E, se podemos pensar que é um programa para a televisão, logo está minado por aquelas coisas que todos sabemos existirem nas produções televisivas, a verdade é: isso não interessa nada.

Hoje apanhei a transmissão do último episódio. Em jeito de despedida, Leon declara:

“Algumas pessoas têm bondade no coração. Outras não.” Leon Logothetis em ‘The Kindness Diaries’

Seja porque motivos forem, esta é uma verdade que transparece nas situações mais banais do dia-a-dia.

Conheço quem, em grandes dificuldades nunca negasse a esmola a um pobre. Quando perguntei porque dava sempre, mesmo que fossem as últimas moedas da sua carteira, a resposta foi porque também já se encontrara na posição de não ter uns trocos para comer naquele dia e, por sorte, encontrar dinheiro no chão. Por isso, dava sempre que tinha. Assim como uma espécie de retribuição ao Universo. Isto aconteceu há alguns anos, com alguém que me é muito próximo, e marcou-me profundamente. A bondade para com quem não tem nada, quando também não se tem grande coisa para dar.

No encerramento do programa de Leon ele tocou o ponto fundamental. Umas pessoas são bondosas porque sim. Sem motivos para o serem. Sem racionalizações. Sem outros interesses. São-no e pronto.

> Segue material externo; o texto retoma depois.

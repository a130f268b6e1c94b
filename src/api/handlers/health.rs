use crate::AppState;
use crate::api::response::ApiResponse;
use axum::extract::State;
use serde::Serialize;
use utoipa::ToSchema;

#[derive(Serialize, ToSchema)]
pub struct HealthResponse {
    pub status: String,
    pub database: String,
    pub version: String,
}

#[utoipa::path(
    get,
    path = "/api/v1/healthcheck",
    responses(
        (status = 200, description = "System health status", body = HealthResponse)
    ),
    tag = "system"
)]
pub async fn health_check(State(state): State<AppState>) -> ApiResponse<HealthResponse> {
    let db_status = if state.db.ping().await.is_ok() {
        "connected"
    } else {
        "disconnected"
    };

    ApiResponse::ok(
        HealthResponse {
            status: "ok".to_string(),
            database: db_status.to_string(),
            version: env!("CARGO_PKG_VERSION").to_string(),
        },
        "Health check passed",
    )
}
pub mod api;
pub mod config;
pub mod entities;
pub mod infrastructure;
pub mod models;
pub mod services;
pub mod utils;

use crate::api::handlers::{comments, health, likes, subscriptions, tweets, users, videos};
use crate::api::middleware::auth::{optional_auth, require_auth};
use crate::config::AppConfig;
use crate::services::account::AccountService;
use crate::services::identity_store::{IdentityStore, SeaOrmIdentityStore};
use crate::services::session::SessionManager;
use axum::{
    Router,
    http::{HeaderValue, Method, header},
    middleware::from_fn_with_state,
    routing::{get, patch, post},
};
use sea_orm::DatabaseConnection;
use std::sync::Arc;
use std::time::Duration;
use tower_http::cors::{AllowOrigin, CorsLayer};
use tower_http::timeout::TimeoutLayer;
use utoipa::openapi::security::{HttpAuthScheme, HttpBuilder, SecurityScheme};
use utoipa::{Modify, OpenApi};
use utoipa_swagger_ui::SwaggerUi;

#[derive(OpenApi)]
#[openapi(
    paths(
        health::health_check,
        users::register,
        users::login,
        users::logout,
        users::refresh_access_token,
        users::change_password,
        users::current_user,
        users::watch_history,
        users::update_account,
        users::update_avatar,
        users::update_cover_image,
        users::channel_profile,
        videos::list_videos,
        videos::publish_video,
        videos::get_video,
        videos::update_video,
        videos::delete_video,
        videos::toggle_publish_status,
        comments::get_video_comments,
        comments::add_comment,
        comments::update_comment,
        comments::delete_comment,
        tweets::create_tweet,
        tweets::get_user_tweets,
        tweets::update_tweet,
        tweets::delete_tweet,
        likes::toggle_video_like,
        likes::toggle_comment_like,
        likes::toggle_tweet_like,
        likes::get_liked_videos,
        subscriptions::toggle_subscription,
    ),
    components(
        schemas(
            health::HealthResponse,
            users::RegisterRequest,
            users::LoginRequest,
            users::LoginResponse,
            users::RefreshTokenRequest,
            users::ChangePasswordRequest,
            users::UpdateAccountRequest,
            users::UpdateAvatarRequest,
            users::UpdateCoverImageRequest,
            videos::PublishVideoRequest,
            videos::UpdateVideoRequest,
            comments::CommentRequest,
            tweets::TweetRequest,
            models::PublicUser,
            models::OwnerProfile,
            models::TokenPair,
            services::videos::VideoItem,
            services::comments::CommentItem,
            services::tweets::TweetItem,
            services::likes::ToggleLikeResponse,
            services::subscriptions::ToggleSubscriptionResponse,
            services::subscriptions::ChannelProfile,
        )
    ),
    modifiers(&SecurityAddon),
    tags(
        (name = "users", description = "Accounts and sessions"),
        (name = "videos", description = "Video catalogue"),
        (name = "comments", description = "Video comments"),
        (name = "tweets", description = "Short posts"),
        (name = "likes", description = "Likes on videos, comments and tweets"),
        (name = "subscriptions", description = "Channel subscriptions")
    )
)]
pub struct ApiDoc;

struct SecurityAddon;

impl Modify for SecurityAddon {
    fn modify(&self, openapi: &mut utoipa::openapi::OpenApi) {
        if let Some(components) = openapi.components.as_mut() {
            components.add_security_scheme(
                "jwt",
                SecurityScheme::Http(
                    HttpBuilder::new()
                        .scheme(HttpAuthScheme::Bearer)
                        .bearer_format("JWT")
                        .build(),
                ),
            );
        }
    }
}

#[derive(Clone)]
pub struct AppState {
    pub db: DatabaseConnection,
    pub config: AppConfig,
    pub sessions: SessionManager,
    pub accounts: AccountService,
}

impl AppState {
    pub fn new(db: DatabaseConnection, config: AppConfig) -> Self {
        let store: Arc<dyn IdentityStore> = Arc::new(SeaOrmIdentityStore::new(db.clone()));
        Self {
            sessions: SessionManager::new(store.clone(), &config),
            accounts: AccountService::new(store),
            db,
            config,
        }
    }
}

fn cors_layer(config: &AppConfig) -> CorsLayer {
    let origins: Vec<HeaderValue> = config
        .allowed_origins
        .iter()
        .filter_map(|origin| origin.parse().ok())
        .collect();

    // Credentials are required for the session cookies, so origins are listed explicitly.
    CorsLayer::new()
        .allow_origin(AllowOrigin::list(origins))
        .allow_methods([
            Method::GET,
            Method::POST,
            Method::PATCH,
            Method::DELETE,
            Method::OPTIONS,
        ])
        .allow_headers([header::AUTHORIZATION, header::CONTENT_TYPE])
        .allow_credentials(true)
}

pub fn create_app(state: AppState) -> Router {
    let public = Router::new()
        .route("/healthcheck", get(health::health_check))
        .route("/users/register", post(users::register))
        .route("/users/login", post(users::login))
        .route("/users/refresh-token", post(users::refresh_access_token));

    let viewer_scoped = Router::new()
        .route("/users/channel/:username", get(users::channel_profile))
        .route("/videos", get(videos::list_videos))
        .route("/videos/:video_id", get(videos::get_video))
        .route("/comments/:video_id", get(comments::get_video_comments))
        .route("/tweets/user/:user_id", get(tweets::get_user_tweets))
        .route_layer(from_fn_with_state(state.clone(), optional_auth));

    let protected = Router::new()
        .route("/users/logout", post(users::logout))
        .route("/users/change-password", post(users::change_password))
        .route("/users/current-user", get(users::current_user))
        .route("/users/history", get(users::watch_history))
        .route("/users/update-account", patch(users::update_account))
        .route("/users/avatar", patch(users::update_avatar))
        .route("/users/cover-image", patch(users::update_cover_image))
        .route("/videos", post(videos::publish_video))
        .route(
            "/videos/:video_id",
            patch(videos::update_video).delete(videos::delete_video),
        )
        .route(
            "/videos/toggle/publish/:video_id",
            patch(videos::toggle_publish_status),
        )
        .route("/comments/:video_id", post(comments::add_comment))
        .route(
            "/comments/c/:comment_id",
            patch(comments::update_comment).delete(comments::delete_comment),
        )
        .route("/tweets", post(tweets::create_tweet))
        .route(
            "/tweets/:tweet_id",
            patch(tweets::update_tweet).delete(tweets::delete_tweet),
        )
        .route("/likes/toggle/v/:video_id", post(likes::toggle_video_like))
        .route("/likes/toggle/c/:comment_id", post(likes::toggle_comment_like))
        .route("/likes/toggle/t/:tweet_id", post(likes::toggle_tweet_like))
        .route("/likes/videos", get(likes::get_liked_videos))
        .route(
            "/subscriptions/c/:channel_id",
            post(subscriptions::toggle_subscription),
        )
        .route_layer(from_fn_with_state(state.clone(), require_auth));

    let api = public.merge(viewer_scoped).merge(protected);

    Router::new()
        .merge(SwaggerUi::new("/swagger-ui").url("/api-docs/openapi.json", ApiDoc::openapi()))
        .nest("/api/v1", api)
        .layer(TimeoutLayer::new(Duration::from_secs(
            state.config.request_timeout_secs,
        )))
        .layer(cors_layer(&state.config))
        .with_state(state)
}
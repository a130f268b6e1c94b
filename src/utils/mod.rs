pub mod auth;
pub mod password;
pub mod validation;
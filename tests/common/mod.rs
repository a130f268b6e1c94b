#![allow(dead_code)]

use axum::{
    Router,
    body::Body,
    http::{Method, Request, Response, StatusCode, header},
};
use http_body_util::BodyExt;
use sea_orm::{Database, DatabaseConnection};
use serde_json::{Value, json};
use tower::ServiceExt;
use videotube_backend::config::AppConfig;
use videotube_backend::infrastructure::database;
use videotube_backend::{AppState, create_app};

pub const PASSWORD: &str = "correct-horse-battery";

pub async fn setup_test_db() -> DatabaseConnection {
    let db = Database::connect("sqlite::memory:").await.unwrap();
    database::run_migrations(&db).await.unwrap();
    db
}

pub async fn setup_app() -> (Router, AppState) {
    setup_app_with(AppConfig::development()).await
}

pub async fn setup_app_with(config: AppConfig) -> (Router, AppState) {
    let db = setup_test_db().await;
    let state = AppState::new(db, config);
    (create_app(state.clone()), state)
}

pub async fn send_raw(app: &Router, req: Request<Body>) -> Response<Body> {
    app.clone().oneshot(req).await.unwrap()
}

pub async fn body_json(response: Response<Body>) -> Value {
    let bytes = response.into_body().collect().await.unwrap().to_bytes();
    serde_json::from_slice(&bytes).unwrap_or(Value::Null)
}

pub async fn send(
    app: &Router,
    method: Method,
    uri: &str,
    token: Option<&str>,
    body: Option<Value>,
) -> (StatusCode, Value) {
    let mut builder = Request::builder().method(method).uri(uri);
    if let Some(token) = token {
        builder = builder.header(header::AUTHORIZATION, format!("Bearer {}", token));
    }
    let req = match body {
        Some(body) => builder
            .header(header::CONTENT_TYPE, "application/json")
            .body(Body::from(body.to_string()))
            .unwrap(),
        None => builder.body(Body::empty()).unwrap(),
    };

    let response = send_raw(app, req).await;
    let status = response.status();
    (status, body_json(response).await)
}

/// Registers a user and returns its id.
pub async fn register(app: &Router, username: &str) -> String {
    let (status, body) = send(
        app,
        Method::POST,
        "/api/v1/users/register",
        None,
        Some(json!({
            "fullName": format!("{} Example", username),
            "email": format!("{}@example.com", username),
            "username": username,
            "password": PASSWORD,
            "avatar": format!("https://cdn.example.com/{}.png", username),
        })),
    )
    .await;
    assert_eq!(status, StatusCode::CREATED, "register {}: {}", username, body);
    body["data"]["id"].as_str().unwrap().to_string()
}

/// Logs in and returns `(access_token, refresh_token)`.
pub async fn login(app: &Router, username: &str) -> (String, String) {
    let (status, body) = send(
        app,
        Method::POST,
        "/api/v1/users/login",
        None,
        Some(json!({ "username": username, "password": PASSWORD })),
    )
    .await;
    assert_eq!(status, StatusCode::OK, "login {}: {}", username, body);
    (
        body["data"]["accessToken"].as_str().unwrap().to_string(),
        body["data"]["refreshToken"].as_str().unwrap().to_string(),
    )
}

/// Registers and logs in; returns `(user_id, access_token)`.
pub async fn signed_in(app: &Router, username: &str) -> (String, String) {
    let id = register(app, username).await;
    let (access, _) = login(app, username).await;
    (id, access)
}

pub async fn publish_video(app: &Router, token: &str, title: &str) -> String {
    let (status, body) = send(
        app,
        Method::POST,
        "/api/v1/videos",
        Some(token),
        Some(json!({
            "title": title,
            "description": format!("About {}", title),
            "videoFile": "https://cdn.example.com/v.mp4",
            "thumbnail": "https://cdn.example.com/t.png",
            "duration": 42.5,
        })),
    )
    .await;
    assert_eq!(status, StatusCode::CREATED, "publish: {}", body);
    body["data"]["id"].as_str().unwrap().to_string()
}
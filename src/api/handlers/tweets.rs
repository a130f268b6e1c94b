use crate::AppState;
use crate::api::error::AppError;
use crate::api::extract::{Json, Query};
use crate::api::middleware::auth::{CurrentUser, Viewer};
use crate::api::response::ApiResponse;
use crate::entities::tweets;
use crate::services::aggregation::{PageQuery, PageResult};
use crate::services::tweets::{TweetItem, TweetService};
use axum::{
    Extension,
    extract::{Path, State},
};
use serde::Deserialize;
use utoipa::ToSchema;

#[derive(Deserialize, ToSchema)]
pub struct TweetRequest {
    pub content: Option<String>,
}

#[utoipa::path(
    post,
    path = "/api/v1/tweets",
    request_body = TweetRequest,
    responses(
        (status = 201, description = "Tweet created"),
        (status = 400, description = "Content is required")
    ),
    security(("jwt" = [])),
    tag = "tweets"
)]
pub async fn create_tweet(
    State(state): State<AppState>,
    Extension(CurrentUser(user)): Extension<CurrentUser>,
    Json(payload): Json<TweetRequest>,
) -> Result<ApiResponse<tweets::Model>, AppError> {
    let tweet = TweetService::create(&state.db, &user.id, payload.content.as_deref()).await?;
    Ok(ApiResponse::created(tweet, "Tweet created successfully"))
}

#[utoipa::path(
    get,
    path = "/api/v1/tweets/user/{user_id}",
    params(("user_id" = String, Path, description = "Author's user ID"), PageQuery),
    responses(
        (status = 200, description = "One page of tweets with owner and like state"),
        (status = 404, description = "User not found")
    ),
    tag = "tweets"
)]
pub async fn get_user_tweets(
    State(state): State<AppState>,
    Extension(viewer): Extension<Viewer>,
    Path(user_id): Path<String>,
    Query(page): Query<PageQuery>,
) -> Result<ApiResponse<PageResult<TweetItem>>, AppError> {
    let request = page.resolve(state.config.default_page_size, state.config.max_page_size)?;
    let tweets = TweetService::list_for_user(&state.db, &user_id, viewer.id(), &request).await?;
    Ok(ApiResponse::ok(tweets, "Tweets fetched successfully"))
}

#[utoipa::path(
    patch,
    path = "/api/v1/tweets/{tweet_id}",
    params(("tweet_id" = String, Path, description = "Tweet ID")),
    request_body = TweetRequest,
    responses(
        (status = 200, description = "Tweet updated"),
        (status = 403, description = "Not the owner"),
        (status = 404, description = "Tweet not found")
    ),
    security(("jwt" = [])),
    tag = "tweets"
)]
pub async fn update_tweet(
    State(state): State<AppState>,
    Extension(CurrentUser(user)): Extension<CurrentUser>,
    Path(tweet_id): Path<String>,
    Json(payload): Json<TweetRequest>,
) -> Result<ApiResponse<tweets::Model>, AppError> {
    let tweet =
        TweetService::update(&state.db, &tweet_id, &user.id, payload.content.as_deref()).await?;
    Ok(ApiResponse::ok(tweet, "Tweet updated successfully"))
}

#[utoipa::path(
    delete,
    path = "/api/v1/tweets/{tweet_id}",
    params(("tweet_id" = String, Path, description = "Tweet ID")),
    responses(
        (status = 200, description = "Tweet deleted"),
        (status = 403, description = "Not the owner"),
        (status = 404, description = "Tweet not found")
    ),
    security(("jwt" = [])),
    tag = "tweets"
)]
pub async fn delete_tweet(
    State(state): State<AppState>,
    Extension(CurrentUser(user)): Extension<CurrentUser>,
    Path(tweet_id): Path<String>,
) -> Result<ApiResponse<serde_json::Value>, AppError> {
    TweetService::delete(&state.db, &tweet_id, &user.id).await?;
    Ok(ApiResponse::ok(serde_json::json!({}), "Tweet deleted successfully"))
}
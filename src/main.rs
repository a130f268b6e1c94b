use clap::Parser;
use dotenvy::dotenv;
use std::net::{IpAddr, SocketAddr};
use tokio::signal;
use tower_http::trace::TraceLayer;
use tracing::{error, info};
use tracing_subscriber::{layer::SubscriberExt, util::SubscriberInitExt};
use videotube_backend::config::AppConfig;
use videotube_backend::infrastructure::database;
use videotube_backend::{AppState, create_app};

#[derive(Parser, Debug)]
#[command(author, version, about, long_about = None)]
struct Args {
    /// Address to bind
    #[arg(long, default_value = "0.0.0.0")]
    host: IpAddr,

    /// Port for the API server
    #[arg(short, long, default_value_t = 8000)]
    port: u16,

    /// Use the production configuration checks (distinct, explicit secrets)
    #[arg(long)]
    production: bool,
}

#[tokio::main]
async fn main() -> anyhow::Result<()> {
    dotenv().ok();
    let args = Args::parse();

    tracing_subscriber::registry()
        .with(
            tracing_subscriber::EnvFilter::try_from_default_env()
                .unwrap_or_else(|_| "videotube_backend=info,tower_http=info".into()),
        )
        .with(tracing_subscriber::fmt::layer())
        .init();

    info!("🚀 Starting VideoTube backend...");

    let config = if args.production {
        AppConfig::production()?
    } else {
        AppConfig::from_env()
    };
    info!(
        "🔐 Session config: access TTL={}m, refresh TTL={}d, secure cookies={}",
        config.access_token_expiry_minutes,
        config.refresh_token_expiry_days,
        config.cookie_secure
    );

    let database_url = std::env::var("DATABASE_URL")
        .map_err(|_| anyhow::anyhow!("DATABASE_URL must be set"))?;
    let db = database::setup_database(&database_url).await?;

    let state = AppState::new(db, config);

    let trace_layer = TraceLayer::new_for_http()
        .make_span_with(|request: &axum::http::Request<_>| {
            tracing::info_span!(
                "http_request",
                method = %request.method(),
                uri = %request.uri(),
            )
        })
        .on_response(
            |response: &axum::http::Response<_>,
             latency: std::time::Duration,
             _span: &tracing::Span| {
                info!(
                    "📤 Finished in {:?} with status {}",
                    latency,
                    response.status()
                );
            },
        );

    let app = create_app(state).layer(trace_layer);
    let addr = SocketAddr::new(args.host, args.port);
    let listener = tokio::net::TcpListener::bind(addr).await?;

    info!("✅ API Server listening on: http://{}", addr);
    info!("📖 Swagger UI documentation: http://{}/swagger-ui", addr);

    if let Err(e) = axum::serve(listener, app)
        .with_graceful_shutdown(shutdown_signal())
        .await
    {
        error!("❌ Server runtime error: {}", e);
    }

    info!("👋 Backend exited cleanly.");
    Ok(())
}

async fn shutdown_signal() {
    let ctrl_c = async {
        if let Err(e) = signal::ctrl_c().await {
            error!("Failed to install Ctrl+C handler: {}", e);
            std::future::pending::<()>().await;
        }
    };

    #[cfg(unix)]
    let terminate = async {
        match signal::unix::signal(signal::unix::SignalKind::terminate()) {
            Ok(mut sigterm) => {
                sigterm.recv().await;
            }
            Err(e) => {
                error!("Failed to install SIGTERM handler: {}", e);
                std::future::pending::<()>().await;
            }
        }
    };

    #[cfg(not(unix))]
    let terminate = std::future::pending::<()>();

    tokio::select! {
        _ = ctrl_c => {
            info!("⌨️  Ctrl+C received, initiating graceful shutdown...");
        },
        _ = terminate => {
            info!("💤 SIGTERM received, initiating graceful shutdown...");
        },
    }
}
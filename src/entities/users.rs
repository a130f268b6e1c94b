use sea_orm::entity::prelude::*;
use serde::{Deserialize, Serialize};

#[derive(Clone, Debug, PartialEq, DeriveEntityModel, Serialize, Deserialize)]
#[sea_orm(table_name = "users")]
pub struct Model {
    #[sea_orm(primary_key, auto_increment = false)]
    pub id: String,
    #[sea_orm(unique)]
    pub username: String,
    #[sea_orm(unique)]
    pub email: String,
    pub full_name: String,
    #[serde(skip_serializing)]
    pub password_hash: String,
    pub avatar: String,
    pub cover_image: Option<String>,
    /// Single active refresh token; `None` after logout.
    #[serde(skip_serializing)]
    pub refresh_token: Option<String>,
    /// Bumped on every write to `refresh_token`, used for compare-and-write.
    #[serde(skip_serializing)]
    pub session_version: i64,
    pub created_at: DateTimeUtc,
    pub updated_at: DateTimeUtc,
}

#[derive(Copy, Clone, Debug, EnumIter, DeriveRelation)]
pub enum Relation {
    #[sea_orm(has_many = "super::videos::Entity")]
    Videos,
    #[sea_orm(has_many = "super::comments::Entity")]
    Comments,
    #[sea_orm(has_many = "super::tweets::Entity")]
    Tweets,
    #[sea_orm(has_many = "super::likes::Entity")]
    Likes,
}

impl Related<super::videos::Entity> for Entity {
    fn to() -> RelationDef {
        Relation::Videos.def()
    }
}

impl Related<super::comments::Entity> for Entity {
    fn to() -> RelationDef {
        Relation::Comments.def()
    }
}

impl Related<super::tweets::Entity> for Entity {
    fn to() -> RelationDef {
        Relation::Tweets.def()
    }
}

impl Related<super::likes::Entity> for Entity {
    fn to() -> RelationDef {
        Relation::Likes.def()
    }
}

impl ActiveModelBehavior for ActiveModel {}
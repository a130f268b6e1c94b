use crate::api::error::AppError;
use crate::entities::{prelude::*, subscriptions, users};
use crate::utils::validation;
use chrono::{DateTime, Utc};
use sea_orm::{
    ActiveModelTrait, ColumnTrait, DatabaseConnection, EntityTrait, ModelTrait, PaginatorTrait,
    QueryFilter, Set, SqlErr,
};
use serde::Serialize;
use tracing::debug;
use utoipa::ToSchema;

#[derive(Debug, Clone, Copy, PartialEq, Eq, Serialize, ToSchema)]
#[serde(rename_all = "camelCase")]
pub struct ToggleSubscriptionResponse {
    pub is_subscribed: bool,
    pub subscribers_count: u64,
}

/// A user's public page as seen by `viewer`.
#[derive(Debug, Clone, PartialEq, Serialize, ToSchema)]
#[serde(rename_all = "camelCase")]
pub struct ChannelProfile {
    pub id: String,
    pub username: String,
    pub full_name: String,
    pub avatar: String,
    pub cover_image: Option<String>,
    pub created_at: DateTime<Utc>,
    pub subscribers_count: u64,
    pub channels_subscribed_to_count: u64,
    pub is_subscribed: bool,
}

pub struct SubscriptionService;

impl SubscriptionService {
    async fn subscribers_count(db: &DatabaseConnection, channel_id: &str) -> Result<u64, AppError> {
        Ok(Subscriptions::find()
            .filter(subscriptions::Column::ChannelId.eq(channel_id))
            .count(db)
            .await?)
    }

    pub async fn toggle(
        db: &DatabaseConnection,
        channel_id: &str,
        subscriber_id: &str,
    ) -> Result<ToggleSubscriptionResponse, AppError> {
        let channel_id = validation::parse_id(channel_id, "channel")?;
        if channel_id == subscriber_id {
            return Err(AppError::InvalidArgument(
                "You cannot subscribe to your own channel".to_string(),
            ));
        }

        Users::find_by_id(&channel_id)
            .one(db)
            .await?
            .ok_or_else(|| AppError::NotFound("Channel not found".to_string()))?;

        let existing = Subscriptions::find()
            .filter(subscriptions::Column::SubscriberId.eq(subscriber_id))
            .filter(subscriptions::Column::ChannelId.eq(&channel_id))
            .one(db)
            .await?;

        let is_subscribed = match existing {
            Some(subscription) => {
                subscription.delete(db).await?;
                false
            }
            None => {
                let subscription = subscriptions::ActiveModel {
                    id: Set(validation::new_id()),
                    subscriber_id: Set(subscriber_id.to_string()),
                    channel_id: Set(channel_id.clone()),
                    created_at: Set(Utc::now()),
                };
                match subscription.insert(db).await {
                    Ok(_) => true,
                    Err(e) if matches!(e.sql_err(), Some(SqlErr::UniqueConstraintViolation(_))) => {
                        true
                    }
                    Err(e) => return Err(e.into()),
                }
            }
        };

        debug!(
            subscriber_id = %subscriber_id,
            channel_id = %channel_id,
            is_subscribed,
            "Subscription toggled"
        );

        Ok(ToggleSubscriptionResponse {
            is_subscribed,
            subscribers_count: Self::subscribers_count(db, &channel_id).await?,
        })
    }

    pub async fn channel_profile(
        db: &DatabaseConnection,
        username: &str,
        viewer: Option<&str>,
    ) -> Result<ChannelProfile, AppError> {
        let username = username.trim().to_lowercase();
        if username.is_empty() {
            return Err(AppError::InvalidArgument("Username is missing".to_string()));
        }

        let channel = Users::find()
            .filter(users::Column::Username.eq(&username))
            .one(db)
            .await?
            .ok_or_else(|| AppError::NotFound("Channel does not exist".to_string()))?;

        let subscribers_count = Self::subscribers_count(db, &channel.id).await?;
        let channels_subscribed_to_count = Subscriptions::find()
            .filter(subscriptions::Column::SubscriberId.eq(&channel.id))
            .count(db)
            .await?;
        let is_subscribed = match viewer {
            Some(viewer) => {
                Subscriptions::find()
                    .filter(subscriptions::Column::SubscriberId.eq(viewer))
                    .filter(subscriptions::Column::ChannelId.eq(&channel.id))
                    .count(db)
                    .await?
                    > 0
            }
            None => false,
        };

        Ok(ChannelProfile {
            id: channel.id,
            username: channel.username,
            full_name: channel.full_name,
            avatar: channel.avatar,
            cover_image: channel.cover_image,
            created_at: channel.created_at,
            subscribers_count,
            channels_subscribed_to_count,
            is_subscribed,
        })
    }
}
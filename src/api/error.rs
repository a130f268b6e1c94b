use axum::{
    Json,
    extract::rejection::{JsonRejection, QueryRejection},
    http::StatusCode,
    response::{IntoResponse, Response},
};
use serde_json::json;
use thiserror::Error;

#[derive(Error, Debug)]
pub enum AppError {
    #[error("Database error: {0}")]
    Database(#[from] sea_orm::DbErr),

    #[error("Invalid argument: {0}")]
    InvalidArgument(String),

    /// Request payload failed field validation.
    #[error("Validation failed: {0}")]
    Validation(#[from] validator::ValidationErrors),

    #[error("Unauthorized: {0}")]
    Unauthorized(String),

    #[error("Forbidden: {0}")]
    Forbidden(String),

    #[error("Not Found: {0}")]
    NotFound(String),

    #[error("Conflict: {0}")]
    Conflict(String),

    #[error("Internal Server Error: {0}")]
    Internal(String),

    #[error("Anyhow error: {0}")]
    Anyhow(#[from] anyhow::Error),
}

impl From<JsonRejection> for AppError {
    fn from(rejection: JsonRejection) -> Self {
        AppError::InvalidArgument(format!("Invalid request body: {}", rejection.body_text()))
    }
}

impl From<QueryRejection> for AppError {
    fn from(rejection: QueryRejection) -> Self {
        AppError::InvalidArgument(format!("Invalid query: {}", rejection.body_text()))
    }
}

impl AppError {
    pub fn status_code(&self) -> StatusCode {
        match self {
            AppError::InvalidArgument(_) | AppError::Validation(_) => StatusCode::BAD_REQUEST,
            AppError::Unauthorized(_) => StatusCode::UNAUTHORIZED,
            AppError::Forbidden(_) => StatusCode::FORBIDDEN,
            AppError::NotFound(_) => StatusCode::NOT_FOUND,
            AppError::Conflict(_) => StatusCode::CONFLICT,
            AppError::Database(_) | AppError::Internal(_) | AppError::Anyhow(_) => {
                StatusCode::INTERNAL_SERVER_ERROR
            }
        }
    }
}

impl IntoResponse for AppError {
    fn into_response(self) -> Response {
        let status = self.status_code();
        let mut errors = None;

        let message = match self {
            AppError::Database(e) => {
                tracing::error!("Database error: {:?}", e);
                "Internal Server Error".to_string()
            }
            AppError::Internal(msg) => {
                tracing::error!("Internal error: {}", msg);
                "Internal Server Error".to_string()
            }
            AppError::Anyhow(e) => {
                tracing::error!("Anyhow error: {:?}", e);
                "Internal Server Error".to_string()
            }
            AppError::Validation(e) => {
                errors = serde_json::to_value(e.field_errors()).ok();
                "Validation failed".to_string()
            }
            AppError::InvalidArgument(msg)
            | AppError::Unauthorized(msg)
            | AppError::Forbidden(msg)
            | AppError::NotFound(msg)
            | AppError::Conflict(msg) => msg,
        };

        let body = match errors {
            Some(errors) => json!({
                "success": false,
                "message": message,
                "errors": errors,
            }),
            None => json!({
                "success": false,
                "message": message,
            }),
        };

        (status, Json(body)).into_response()
    }
}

E, a vida é mesmo o que fazemos dela. Aquilo que escolhemos a cada dia, a cada momento do dia, é o que nos define. Não há muitas pessoas que escolham a bondade. Não há muitos que a tenham como padrão.

A maioria de nós prefere esconder-se dos incómodos. Reagir como se, ao dar, ficasse privado de algo que precisa para viver. Como se a bondade fosse oxigénio que lhe é roubado na duração da vida.

Hoje em dia, a maioria de nós prefere ser coagida a dar para a caridade do que ajudar a pessoa que está mesmo ao seu lado. Sim, porque aceitar e pôr qualquer coisa em sacos plásticos à entrada do hipermercado não conta para a nossa quota de bondade anual.

Bondade não é apenas ajudar os carenciados, os pobres, aqueles que a sociedade exclui. Bondade é ajudar aquele que está mesmo ali ao lado naquilo que, por vezes, nem ele próprio sabe que precisa de ajuda.

Bondade é algo que, ou temos no coração, ou não temos. Sem contrapartidas. Sem falsos sentimentos de contribuição. Sem obrigações. E, é quando somos apanhados desprevenidos que ela se mostra.